Records from a data collection

◆ ◆ ◆

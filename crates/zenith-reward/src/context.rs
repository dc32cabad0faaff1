//! Validated per-step view passed to every detector.
//!
//! [`StepContext`] is built once per step by checking the snapshot against
//! the active agent set and the termination/truncation maps. Detectors
//! iterate [`StepContext::cars`] and therefore can never observe an agent
//! whose car is missing from the snapshot.

use smallvec::SmallVec;
use zenith_core::{AgentFlags, AgentId, CarState, GameState, PhysicsState, SnapshotError, Team};

/// Execution context passed to each detector's `step()` method.
///
/// Borrowed from the snapshot for one step only; detectors copy whatever
/// they need next step into their own memory.
#[derive(Debug)]
pub struct StepContext<'a> {
    agents: &'a [AgentId],
    state: &'a GameState,
    cars: SmallVec<[(AgentId, &'a CarState); 8]>,
    terminated: &'a AgentFlags,
    truncated: &'a AgentFlags,
    goal: Option<Team>,
}

impl<'a> StepContext<'a> {
    /// Validate a snapshot and build the context.
    ///
    /// Fails when an agent has no car, a flag map has no entry for an
    /// agent, or a goal is flagged without a scoring team.
    pub fn new(
        agents: &'a [AgentId],
        state: &'a GameState,
        terminated: &'a AgentFlags,
        truncated: &'a AgentFlags,
    ) -> Result<Self, SnapshotError> {
        let mut cars = SmallVec::with_capacity(agents.len());
        for &agent in agents {
            cars.push((agent, state.car(agent)?));
            if !terminated.contains_key(&agent) {
                return Err(SnapshotError::MissingFlag {
                    map: "terminated",
                    agent,
                });
            }
            if !truncated.contains_key(&agent) {
                return Err(SnapshotError::MissingFlag {
                    map: "truncated",
                    agent,
                });
            }
        }
        let goal = state.goal()?;

        Ok(Self {
            agents,
            state,
            cars,
            terminated,
            truncated,
            goal,
        })
    }

    /// Active agents, in the order rewards are reported.
    pub fn agents(&self) -> &[AgentId] {
        self.agents
    }

    /// The active agents' cars, in agent order.
    pub fn cars(&self) -> &[(AgentId, &'a CarState)] {
        &self.cars
    }

    /// Look up one active agent's car.
    pub fn car(&self, agent: AgentId) -> Option<&'a CarState> {
        self.cars
            .iter()
            .find(|(id, _)| *id == agent)
            .map(|&(_, car)| car)
    }

    /// The ball.
    pub fn ball(&self) -> &'a PhysicsState {
        &self.state.ball
    }

    /// The full snapshot, including cars of inactive agents.
    pub fn state(&self) -> &'a GameState {
        self.state
    }

    /// Team credited with a goal on this step.
    pub fn goal(&self) -> Option<Team> {
        self.goal
    }

    /// Physics tick of the snapshot.
    pub fn tick(&self) -> u64 {
        self.state.tick_count
    }

    /// Whether the episode terminated for `agent` on this step.
    pub fn is_terminated(&self, agent: AgentId) -> bool {
        self.terminated.get(&agent).copied().unwrap_or(false)
    }

    /// Whether the episode was truncated for `agent` on this step.
    pub fn is_truncated(&self, agent: AgentId) -> bool {
        self.truncated.get(&agent).copied().unwrap_or(false)
    }
}
//! Reusable detector test fixtures.
//!
//! - [`ConstDetector`]: pays a constant to every agent.
//! - [`MissingAgentDetector`]: omits one agent from its output.
//! - [`NanDetector`]: returns NaN after N calls.
//! - [`ResetCounter`]: counts resets and steps.

use zenith_core::{AgentId, GameState};
use zenith_reward::{AgentRewards, Detector, StepContext};

/// Pays a constant to every agent on every step.
#[derive(Clone, Debug, PartialEq)]
pub struct ConstDetector {
    pub name: String,
    pub value: f32,
}

impl ConstDetector {
    pub fn new(name: impl Into<String>, value: f32) -> Self {
        Self {
            name: name.into(),
            value,
        }
    }
}

impl Detector for ConstDetector {
    fn name(&self) -> &str {
        &self.name
    }

    fn reset(&mut self, _agents: &[AgentId], _initial: &GameState) {}

    fn step(&mut self, ctx: &StepContext<'_>) -> AgentRewards {
        ctx.agents().iter().map(|&a| (a, self.value)).collect()
    }
}

/// Returns zero for every agent except `skip`, which it omits.
#[derive(Clone, Debug)]
pub struct MissingAgentDetector {
    pub skip: AgentId,
}

impl Detector for MissingAgentDetector {
    fn name(&self) -> &str {
        "missing_agent"
    }

    fn reset(&mut self, _agents: &[AgentId], _initial: &GameState) {}

    fn step(&mut self, ctx: &StepContext<'_>) -> AgentRewards {
        ctx.agents()
            .iter()
            .filter(|&&a| a != self.skip)
            .map(|&a| (a, 0.0))
            .collect()
    }
}

/// Returns zero for the first `healthy_steps` calls, then NaN.
#[derive(Clone, Debug)]
pub struct NanDetector {
    pub healthy_steps: usize,
    calls: usize,
}

impl NanDetector {
    pub fn new(healthy_steps: usize) -> Self {
        Self {
            healthy_steps,
            calls: 0,
        }
    }
}

impl Detector for NanDetector {
    fn name(&self) -> &str {
        "nan"
    }

    fn reset(&mut self, _agents: &[AgentId], _initial: &GameState) {
        self.calls = 0;
    }

    fn step(&mut self, ctx: &StepContext<'_>) -> AgentRewards {
        self.calls += 1;
        let value = if self.calls > self.healthy_steps {
            f32::NAN
        } else {
            0.0
        };
        ctx.agents().iter().map(|&a| (a, value)).collect()
    }
}

/// Counts resets and steps; pays the number of steps since the last reset.
#[derive(Clone, Debug, Default)]
pub struct ResetCounter {
    pub resets: usize,
    pub steps: usize,
    pub last_agents: Vec<AgentId>,
}

impl Detector for ResetCounter {
    fn name(&self) -> &str {
        "reset_counter"
    }

    fn reset(&mut self, agents: &[AgentId], _initial: &GameState) {
        self.resets += 1;
        self.steps = 0;
        self.last_agents = agents.to_vec();
    }

    fn step(&mut self, ctx: &StepContext<'_>) -> AgentRewards {
        self.steps += 1;
        ctx.agents()
            .iter()
            .map(|&a| (a, self.steps as f32))
            .collect()
    }
}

◆ ◆ ◆

* **What the task asks**
Give back exactly the lines from the beginning of the records through the line containing "termination/truncation maps. Detectors", and only those.

* **Result below**
filename crates/zenith-reward/src/context.rs
repository dc32cabad0faaff1
//! Validated per-step view passed to every detector.
//!
//! [`StepContext`] is built once per step by checking the snapshot against
//! the active agent set and the termination/truncation maps. Detectors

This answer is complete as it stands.